Hoichoi’s Robindronath Ekhane Kawkhono Khete Aashenni Review: Exposition and More

Robindronath Ekhane Kawkhono Khete Aashenni is a TV series directed by Srijit Mukherji and starring Rahul Bose, Anirban Bhattacharya, Azmeri Haque Badhon, Anjan Dutt and Anirban Chakrabarti, alongside other cast members.

Robindronath Ekhane Kawkhono Khete Aashenni review does not contain spoilers –

Robindronath Ekhane Kawkhono Khete Aashenni, much like its name, from its first minute, feels too long. Without spoiling major plot points while giving an example, REKKA (as it’s called) starts off with a plane crash. That crash and what happens after takes place for so long that before it even starts, you’ll be annoyed.

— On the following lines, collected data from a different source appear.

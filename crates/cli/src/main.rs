//! CLI tool for rebuilding editable slide decks from page images and OCR tokens.

mod manifest;
mod pipeline;

use anyhow::{Context, Result};
use clap::{Args, Parser, Subcommand};
use slide_core::Settings;
use slide_pptx::PptxWriter;
use std::path::{Path, PathBuf};
use std::time::{Duration, Instant};

use manifest::{load_tokens, Manifest};
use pipeline::{install_thread_pool, CancelFlag, Pipeline};

/// Rebuild PowerPoint decks from slide images with editable text.
#[derive(Parser, Debug)]
#[command(name = "slide-rebuild")]
#[command(author, version, about, long_about = None)]
struct Cli {
    #[command(subcommand)]
    command: Command,

    /// Verbose output
    #[arg(short, long, global = true)]
    verbose: bool,
}

#[derive(Subcommand, Debug)]
enum Command {
    /// Convert a manifest of page images and tokens into a .pptx file
    Convert(ConvertArgs),

    /// Print the text blocks assembled from a token file as JSON
    Blocks(BlocksArgs),
}

#[derive(Args, Debug)]
struct ConvertArgs {
    /// Manifest JSON listing page images and token files
    manifest: PathBuf,

    /// Output .pptx path
    #[arg(short, long)]
    output: PathBuf,

    /// Settings JSON file
    #[arg(short, long)]
    settings: Option<PathBuf>,

    /// Resolution the pages were rasterized at
    #[arg(long)]
    dpi: Option<u32>,

    /// Keep the original page image instead of erasing text from it
    #[arg(long)]
    no_clean: bool,

    /// Font size multiplier
    #[arg(long)]
    font_boost: Option<f64>,

    /// Smallest font size in points
    #[arg(long)]
    min_font: Option<f64>,

    /// Worker threads (default: one per core)
    #[arg(short = 'j', long)]
    threads: Option<usize>,

    /// Give up on pages not started after this many seconds
    #[arg(long)]
    timeout_secs: Option<u64>,
}

#[derive(Args, Debug)]
struct BlocksArgs {
    /// Token file (.tsv from Tesseract, or a JSON token array)
    tokens: PathBuf,

    /// Settings JSON file
    #[arg(short, long)]
    settings: Option<PathBuf>,
}

fn main() -> Result<()> {
    let cli = Cli::parse();

    // Initialize logging
    let default_filter = if cli.verbose { "debug" } else { "warn" };
    env_logger::Builder::from_env(env_logger::Env::default().default_filter_or(default_filter))
        .init();

    match cli.command {
        Command::Convert(args) => convert(&args),
        Command::Blocks(args) => print_blocks(&args),
    }
}

fn load_settings(path: Option<&Path>) -> Result<Settings> {
    match path {
        Some(path) => Settings::load(path)
            .with_context(|| format!("Failed to load settings {}", path.display())),
        None => Ok(Settings::default()),
    }
}

/// Settings file, then manifest, then flags.
fn resolve_settings(args: &ConvertArgs, manifest: &Manifest) -> Result<Settings> {
    let mut settings = load_settings(args.settings.as_deref())?;

    if let Some(dpi) = args.dpi.or(manifest.dpi) {
        settings = settings.with_dpi(dpi);
    }
    if args.no_clean {
        settings = settings.with_clean_background(false);
    }
    let mut font = settings.font;
    if let Some(boost) = args.font_boost {
        font = font.with_boost_factor(boost);
    }
    if let Some(min_font) = args.min_font {
        font = font.with_min_floor(min_font);
    }
    settings = settings.with_font(font);
    if args.threads.is_some() {
        settings = settings.with_max_threads(args.threads);
    }

    Ok(settings)
}

fn convert(args: &ConvertArgs) -> Result<()> {
    let manifest = Manifest::load(&args.manifest)?;
    let settings = resolve_settings(args, &manifest)?;

    if manifest.pages.is_empty() {
        anyhow::bail!("Manifest {} lists no pages", args.manifest.display());
    }

    install_thread_pool(settings.max_threads)?;

    let cancel = CancelFlag::new();
    if let Some(secs) = args.timeout_secs {
        cancel.cancel_after(Duration::from_secs(secs));
    }

    let started = Instant::now();
    let pipeline = Pipeline::new(settings);
    let (pages, report) = pipeline.run(&manifest.pages, &cancel)?;

    let settings = pipeline.settings();
    PptxWriter::new(settings.dpi)
        .with_font_scale(settings.font)
        .save(&pages, &args.output)
        .with_context(|| format!("Failed to write {}", args.output.display()))?;

    log::info!(
        "{} pages, {} text boxes, {} restored, {} fallbacks in {:.1?}",
        report.pages,
        report.blocks,
        report.restored,
        report.fallbacks,
        started.elapsed()
    );
    if report.fallbacks > 0 {
        log::warn!(
            "{} page(s) kept their original background after restoration failed",
            report.fallbacks
        );
    }

    Ok(())
}

fn print_blocks(args: &BlocksArgs) -> Result<()> {
    let settings = load_settings(args.settings.as_deref())?;
    let tokens = load_tokens(&args.tokens)?;

    let blocks = Pipeline::new(settings).blocks(tokens);
    log::debug!("{} blocks from {}", blocks.len(), args.tokens.display());

    let json = serde_json::to_string_pretty(&blocks).context("Failed to serialize blocks")?;
    println!("{}", json);
    Ok(())
}

#[cfg(test)]
mod tests {
    use super::*;

    fn convert_args(extra: &[&str]) -> ConvertArgs {
        let mut argv = vec!["slide-rebuild", "convert", "deck.json", "-o", "out.pptx"];
        argv.extend_from_slice(extra);
        match Cli::parse_from(argv).command {
            Command::Convert(args) => args,
            other => panic!("unexpected command {:?}", other),
        }
    }

    fn manifest(dpi: Option<u32>) -> Manifest {
        Manifest {
            dpi,
            pages: Vec::new(),
        }
    }

    #[test]
    fn test_defaults_without_flags() {
        let settings = resolve_settings(&convert_args(&[]), &manifest(None)).unwrap();
        assert_eq!(settings, Settings::default());
    }

    #[test]
    fn test_manifest_dpi_applies() {
        let settings = resolve_settings(&convert_args(&[]), &manifest(Some(150))).unwrap();
        assert_eq!(settings.dpi, 150);
        assert_eq!(settings.font.reference_dpi, 150.0);
    }

    #[test]
    fn test_flags_override() {
        let args = convert_args(&[
            "--dpi",
            "200",
            "--no-clean",
            "--font-boost",
            "1.2",
            "--min-font",
            "10",
            "-j",
            "2",
        ]);
        let settings = resolve_settings(&args, &manifest(Some(150))).unwrap();

        assert_eq!(settings.dpi, 200);
        assert!(!settings.clean_background);
        assert_eq!(settings.font.boost_factor, 1.2);
        assert_eq!(settings.font.min_floor, 10.0);
        assert_eq!(settings.max_threads, Some(2));
    }

    #[test]
    fn test_blocks_command_parses() {
        let cli = Cli::parse_from(["slide-rebuild", "blocks", "page.tsv", "-v"]);
        assert!(cli.verbose);
        assert!(matches!(cli.command, Command::Blocks(ref a) if a.tokens == Path::new("page.tsv")));
    }
}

Anyway, Robindronath Ekhane Kawkhono Khete Aashenni is the name of a restaurant in this series. From early on, we are given the impression that the place is shady. So is its mysterious owner, Mushkan. Everyone is apparently enticed by her and Ator Ali even calls her a witch. That’s expected since it’s easier to call successful women witches than acknowledging their hard work. Or… is there something more sinister going on?

As I mentioned previously, REKKA is entirely too long, by the second episode I was a bit confused and tired. The interactions between people go on forever and the exposition dump is a lot. Ok, I know that the exposition is important but they are so stretched out that it becomes a chore to watch. Additionally, there are also unnecessarily lengthy scenes that add nothing to the story as a whole.

Due to this, it’s very odd to watch Robindronath Ekhane Kawkhono Khete Aashenni. For a long time, I couldn’t understand what the series is about – is it supernatural, thriller or murder mystery? We drown in exposition for so long and so much that the interest kind of wanes after a while.

Robindronath Ekhane Kawkhono Khete Aashenni looks absolutely beautiful though. The production quality, as expected from a Srijit Mukherji venture, is stunning and it’s a treat to watch. The background music is fine, but there are a few unnecessary false jumpscares that are annoying.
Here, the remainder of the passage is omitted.